Now he understood why the girl cried on the subway platform. Relationships were like that: you love the attention at first, smile and play along and let yourself be controlled. But at some point you lose yourself. It isn’t funny anymore.

And he’s in front of the television again. His hand is on the remote control. Still, the channels change without his effort, clip past the shows that used to interest him and pause on the wrong programs—spirituality, finance, cartoons and blaring snaps of commercials and music videos. He is in a large room, and others are deciding what to watch. “Damn interns,” Joan says under her breath. He feels a draft as if he stands near an open vent, wearing only a gown that doesn’t fasten properly in the back. He hears distant laughter. Someone grabs his arm, lifts it, bends the elbow joint and smacks his stiff hand against his forehead, posing him in a soldier’s salute.






HD-I: Norman, can you tell us a little bit about the inspiration and the execution of Control?

NP: I started with the image of those college kids goofing around on the subway platform, and went from there. It was a tough "assignment" for me, though, since I rarely write stories this short--usually I expect a story will be 4,000 words, and it drifts into 6,000 or so. For this one, I kept cutting back, maybe even pulling in some strategies from my poetry days. I think the story retains some mystery as a result--but there's enough clues along the way that (I hope!) readers won't feel frustrated at the end.

HD-I: Do you feel the story improved by your need to keep it short or suffered?

NP: For this story, definitely improved by being shorter. Usually when I edit something, I take things out in one place and end up adding text somewhere else. With this one, I had a lot of other lines and images and ideas that might have made their way in, but I know they would have diluted the story.

HD-I: I'd like to recommend another story of yours to our readers. Sometime last year you graciously allowed me to read Commentary for the Blind, which I thought was absolutely amazing. Not only is it my favorite of your work, but it is one of the best stories I've ever read. I know you said something about the title possibly changing. Did it appear in print anywhere?

NP: Thanks for the high compliment! This is the story of mine I'd show to people who don't normally read horror--the creepy part kinds of sneaks in near the end.

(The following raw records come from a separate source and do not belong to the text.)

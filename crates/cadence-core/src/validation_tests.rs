//! Validation Test Suite
//!
//! End-to-end scenarios that cross module boundaries: durations feeding
//! rates feeding rounding, and annual rules driven over realistic intervals.

#[cfg(test)]
mod rate_validation {
    use crate::error::CadenceError;
    use crate::types::{Duration, RoundingPolicy, TimeRate, TimeUnit};
    use rust_decimal_macros::dec;

    // =========================================================================
    // Exact rate application
    // =========================================================================

    #[test]
    fn test_rv_001_hourly_rate_over_whole_hours() {
        let rate = TimeRate::new(dec!(1000), Duration::hours(1)).unwrap();
        let amount = rate.over(&Duration::hours(3)).unwrap();
        assert_eq!(amount, dec!(3000));
        assert_eq!(amount.scale(), 0);
    }

    #[test]
    fn test_rv_002_over_matches_ratio_times_quantity() {
        let rate = TimeRate::parse("37.5", Duration::weeks(1)).unwrap();
        let duration = Duration::days(14);

        let ratio = duration.divided_by(&rate.unit()).unwrap();
        let expected = ratio.times_decimal(rate.quantity()).unwrap();
        assert!(expected.is_integer());
        assert_eq!(expected.numerator(), 75);

        let amount = rate.over(&duration).unwrap();
        assert_eq!(amount, dec!(75.0));
        assert_eq!(amount.scale(), 1);
    }

    #[test]
    fn test_rv_003_non_terminating_needs_policy() {
        let rate = TimeRate::new(dec!(10), Duration::hours(3)).unwrap();
        let one_hour = Duration::hours(1);

        assert!(matches!(
            rate.over(&one_hour),
            Err(CadenceError::InexactDivision { scale: 0, .. })
        ));
        assert_eq!(
            rate.over_with(&one_hour, 2, RoundingPolicy::Ceiling).unwrap(),
            dec!(3.34)
        );
        assert_eq!(
            rate.over_with(&one_hour, 2, RoundingPolicy::Floor).unwrap(),
            dec!(3.33)
        );
        assert_eq!(
            rate.over_rounded(&one_hour, RoundingPolicy::HalfEven).unwrap(),
            dec!(3)
        );
    }

    #[test]
    fn test_rv_004_monthly_rate_over_calendar_units() {
        let rent = TimeRate::new(dec!(1200.00), Duration::months(1)).unwrap();
        assert_eq!(rent.over(&Duration::quarters(1)).unwrap(), dec!(3600.00));
        assert_eq!(rent.over(&Duration::years(2)).unwrap(), dec!(28800.00));
        assert!(matches!(
            rent.over(&Duration::days(30)),
            Err(CadenceError::IncompatibleUnit {
                from: TimeUnit::Day,
                to: TimeUnit::Month,
            })
        ));
    }

    #[test]
    fn test_rv_005_per_second_rate_over_milliseconds() {
        let throughput = TimeRate::new(dec!(250), Duration::seconds(1)).unwrap();
        assert_eq!(
            throughput.over(&Duration::milliseconds(1500)).unwrap(),
            dec!(375)
        );
        assert!(throughput
            .over(&Duration::milliseconds(1))
            .unwrap_err()
            .requires_rounding());
        assert_eq!(
            throughput
                .over_with(&Duration::milliseconds(1), 2, RoundingPolicy::Unnecessary)
                .unwrap(),
            dec!(0.25)
        );
    }

    #[test]
    fn test_rv_006_mixed_unit_durations_feed_rates() {
        // 1 hour + 30 minutes, expressed in minutes
        let shift = Duration::hours(1).plus(&Duration::minutes(30)).unwrap();
        assert_eq!(shift, Duration::minutes(90));

        let rate = TimeRate::new(dec!(20), Duration::hours(1)).unwrap();
        assert_eq!(rate.over(&shift).unwrap(), dec!(30));
        assert!(shift.convert_to(TimeUnit::Hour).is_err());
    }
}

#[cfg(test)]
mod rounding_validation {
    use crate::types::{Ratio, RoundingPolicy};
    use rust_decimal_macros::dec;

    // =========================================================================
    // Exact and native rounding agree
    // =========================================================================

    #[test]
    fn test_rd_001_apply_and_round_agree_on_terminating_values() {
        let values = [dec!(2.5), dec!(-2.5), dec!(1.15), dec!(-0.05), dec!(7.125)];
        for policy in RoundingPolicy::ALL {
            if policy == RoundingPolicy::Unnecessary {
                continue;
            }
            for value in values {
                let exact = policy.apply(Ratio::from_decimal(value), 1).unwrap();
                let native = policy.round(value, 1).unwrap();
                assert_eq!(exact, native, "{policy} on {value}");
                assert_eq!(exact.scale(), native.scale(), "{policy} on {value}");
            }
        }
    }

    #[test]
    fn test_rd_002_thirds_at_increasing_scales() {
        let third = Ratio::new(1, 3).unwrap();
        assert_eq!(RoundingPolicy::HalfUp.apply(third, 0).unwrap(), dec!(0));
        assert_eq!(RoundingPolicy::HalfUp.apply(third, 4).unwrap(), dec!(0.3333));
        assert_eq!(RoundingPolicy::Up.apply(third, 4).unwrap(), dec!(0.3334));
        assert_eq!(
            RoundingPolicy::HalfUp.apply(third, 28).unwrap().scale(),
            28
        );
    }
}

#[cfg(test)]
mod recurrence_validation {
    use crate::calendar::{CalendarDate, CalendarInterval, DateRange};
    use crate::recurrence::{AnnualDateSpecification, DateSpecification};
    use chrono::Weekday;

    fn date(y: i32, m: u32, d: u32) -> CalendarDate {
        CalendarDate::from_ymd(y, m, d).unwrap()
    }

    // =========================================================================
    // Holiday calendars over multi-year ranges
    // =========================================================================

    #[test]
    fn test_rc_001_thanksgiving_decade() {
        let thanksgiving = AnnualDateSpecification::nth_weekday(11, Weekday::Thu, 4).unwrap();
        let decade = CalendarInterval::years(2020, 10).unwrap();
        let dates: Vec<_> = thanksgiving.iterate_over(&decade).collect();

        assert_eq!(dates.len(), 10);
        assert_eq!(dates[0], date(2020, 11, 26));
        assert_eq!(dates[9], date(2029, 11, 22));
        for pair in dates.windows(2) {
            assert!(pair[0] < pair[1]);
            assert_eq!(pair[1].year(), pair[0].year() + 1);
        }
        for d in &dates {
            assert_eq!(d.weekday(), Weekday::Thu);
            assert!(thanksgiving.is_satisfied_by(d));
            assert!(decade.includes(d));
        }
    }

    #[test]
    fn test_rc_002_range_starting_after_this_years_occurrence() {
        let memorial_day = AnnualDateSpecification::last_weekday(5, Weekday::Mon).unwrap();
        let span = CalendarInterval::new(date(2024, 6, 1), date(2027, 1, 1)).unwrap();
        let dates: Vec<_> = memorial_day.iterate_over(&span).collect();
        assert_eq!(dates, vec![date(2025, 5, 26), date(2026, 5, 25)]);
    }

    #[test]
    fn test_rc_003_range_ending_before_occurrence() {
        let christmas = AnnualDateSpecification::fixed(12, 25).unwrap();
        let span = CalendarInterval::new(date(2025, 1, 1), date(2025, 12, 25)).unwrap();
        assert_eq!(christmas.first_occurrence_on_or_after(&span), None);
        assert_eq!(christmas.iterate_over(&span).count(), 0);
    }

    #[test]
    fn test_rc_004_mixed_rules_as_trait_objects() {
        let rules: Vec<Box<dyn DateSpecification>> = vec![
            Box::new(AnnualDateSpecification::fixed(1, 1).unwrap()),
            Box::new(AnnualDateSpecification::nth_weekday(1, Weekday::Mon, 3).unwrap()),
            Box::new(AnnualDateSpecification::fixed(7, 4).unwrap()),
        ];
        let year = CalendarInterval::years(2025, 1).unwrap();
        let mut holidays: Vec<_> = rules
            .iter()
            .flat_map(|rule| rule.iterate_over(&year))
            .collect();
        holidays.sort();
        assert_eq!(
            holidays,
            vec![date(2025, 1, 1), date(2025, 1, 20), date(2025, 7, 4)]
        );
    }
}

I changed the title to "In the Porches of My Ears," and it just appeared in the new issue of Postscripts. For issue #18, the publisher (Pete Crowther's PS Publishing) switched the magazine over to a new format: it's a quarterly anthology, with a regular hardback edition and a limited edition signed by all contributors.

HD-I: I hope you don't mind me saying that I like the original title better. Was it yours or the editor's idea for the change?

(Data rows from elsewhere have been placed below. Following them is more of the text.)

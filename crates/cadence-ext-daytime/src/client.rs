//! Daytime protocol client.
//!
//! The server writes one line and closes the connection. NIST servers use a
//! fixed layout, with the UTC date and time at byte offsets 7 through 23:
//!
//! ```text
//! \n60000 23-02-25 17:04:05 00 0 0 123.4 UTC(NIST) *
//! ```

use async_trait::async_trait;
use chrono::{DateTime, NaiveDateTime, TimeZone, Utc};
use tokio::io::AsyncReadExt;
use tokio::net::TcpStream;

use cadence_traits::error::TraitError;
use cadence_traits::time_source::TimeSource;

use crate::config::DaytimeConfig;

const TIMESTAMP_FORMAT: &str = "%y-%m-%d %H:%M:%S";
const TIMESTAMP_START: usize = 7;
const TIMESTAMP_END: usize = 24;

/// Network [`TimeSource`] backed by a daytime (RFC 867) server.
#[derive(Debug, Clone)]
pub struct DaytimeClient {
    config: DaytimeConfig,
}

impl DaytimeClient {
    /// Create a client from a validated configuration.
    pub fn new(config: DaytimeConfig) -> Result<Self, TraitError> {
        config.validate()?;
        Ok(Self { config })
    }

    /// Create a client for `time.nist.gov:13`.
    pub fn nist() -> Self {
        Self {
            config: DaytimeConfig::default(),
        }
    }

    /// The client configuration.
    pub fn config(&self) -> &DaytimeConfig {
        &self.config
    }

    /// Read the raw reply of the server, bounded by the configured timeout.
    pub async fn fetch(&self) -> Result<String, TraitError> {
        let config = &self.config;
        tokio::time::timeout(config.timeout(), self.read_reply())
            .await
            .map_err(|_| {
                tracing::warn!(
                    host = %config.host,
                    port = config.port,
                    timeout_ms = config.timeout_ms,
                    "daytime request timed out"
                );
                TraitError::Timeout
            })?
    }

    async fn read_reply(&self) -> Result<String, TraitError> {
        let config = &self.config;
        tracing::debug!(host = %config.host, port = config.port, "connecting to daytime server");

        let stream = TcpStream::connect((config.host.as_str(), config.port))
            .await
            .map_err(|e| {
                TraitError::ConnectionFailed(format!("{}:{}: {e}", config.host, config.port))
            })?;

        let mut buffer = Vec::with_capacity(config.buffer_size);
        stream
            .take(config.buffer_size as u64)
            .read_to_end(&mut buffer)
            .await?;

        let reply = String::from_utf8_lossy(&buffer).into_owned();
        tracing::debug!(bytes = buffer.len(), reply = %reply.trim(), "daytime reply");
        Ok(reply)
    }
}

#[async_trait]
impl TimeSource for DaytimeClient {
    async fn now(&self) -> Result<DateTime<Utc>, TraitError> {
        let reply = self.fetch().await?;
        parse_daytime_response(&reply).map_err(|e| {
            tracing::warn!(error = %e, "unreadable daytime reply");
            e
        })
    }
}

/// Parse the UTC instant out of a NIST-format daytime reply.
///
/// Only bytes 7 through 23 (`yy-mm-dd HH:MM:SS`) are read; two-digit years
/// 00-68 fall in the 2000s.
pub fn parse_daytime_response(reply: &str) -> Result<DateTime<Utc>, TraitError> {
    let gist = reply.get(TIMESTAMP_START..TIMESTAMP_END).ok_or_else(|| {
        TraitError::ParseError(format!("daytime reply too short: {reply:?}"))
    })?;
    let naive = NaiveDateTime::parse_from_str(gist, TIMESTAMP_FORMAT)
        .map_err(|e| TraitError::ParseError(format!("daytime timestamp {gist:?}: {e}")))?;
    Ok(Utc.from_utc_datetime(&naive))
}

#[cfg(test)]
mod tests {
    use super::*;
    use chrono::{Datelike, Timelike};

    const NIST_REPLY: &str = "\n60000 23-02-25 17:04:05 00 0 0 123.4 UTC(NIST) * \n";

    #[test]
    fn test_parse_nist_reply() {
        let instant = parse_daytime_response(NIST_REPLY).unwrap();
        assert_eq!(instant, Utc.with_ymd_and_hms(2023, 2, 25, 17, 4, 5).unwrap());
    }

    #[test]
    fn test_parse_ignores_trailing_fields() {
        let instant = parse_daytime_response("\n12345 99-12-31 23:59:59").unwrap();
        assert_eq!(instant.year(), 1999);
        assert_eq!(instant.second(), 59);
    }

    #[test]
    fn test_parse_rejects_short_reply() {
        assert!(matches!(
            parse_daytime_response("\n60000 23-02-25"),
            Err(TraitError::ParseError(_))
        ));
        assert!(parse_daytime_response("").is_err());
    }

    #[test]
    fn test_parse_rejects_garbage() {
        assert!(matches!(
            parse_daytime_response("\n60000 23-13-25 17:04:05 00 0 0"),
            Err(TraitError::ParseError(_))
        ));
        assert!(parse_daytime_response("Tuesday, February 25, 2023 17:04:05-UTC").is_err());
    }

    #[test]
    fn test_new_validates_config() {
        assert!(DaytimeClient::new(DaytimeConfig::for_server("localhost", 0)).is_err());
        let client = DaytimeClient::new(DaytimeConfig::for_server("localhost", 1313)).unwrap();
        assert_eq!(client.config().port, 1313);
        assert_eq!(DaytimeClient::nist().config().host, "time.nist.gov");
    }
}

NP: The editors wanted a different title. I think both titles fit the story, so I'm happy--although it took me a while to come up with the alternative!

HD-I: Oh yeah! I remember hearing about that! I wasn't aware it was the same story. I need to get a copy so I can have it in book form. Unless you have a collection planned in the near future...?

NP: Nothing planned for the near future, but a story collection is definitely one of my long-range goals. Not a lot of small presses (or large presses for that matter!) do story collections these days, but it's a format I really love.

HD-I: Once again I wish I had the means to publish my own line of books. I'd try to get you to allow me to produce a collection of your stories. But I'd make you change that title back to Commentary for the Blind!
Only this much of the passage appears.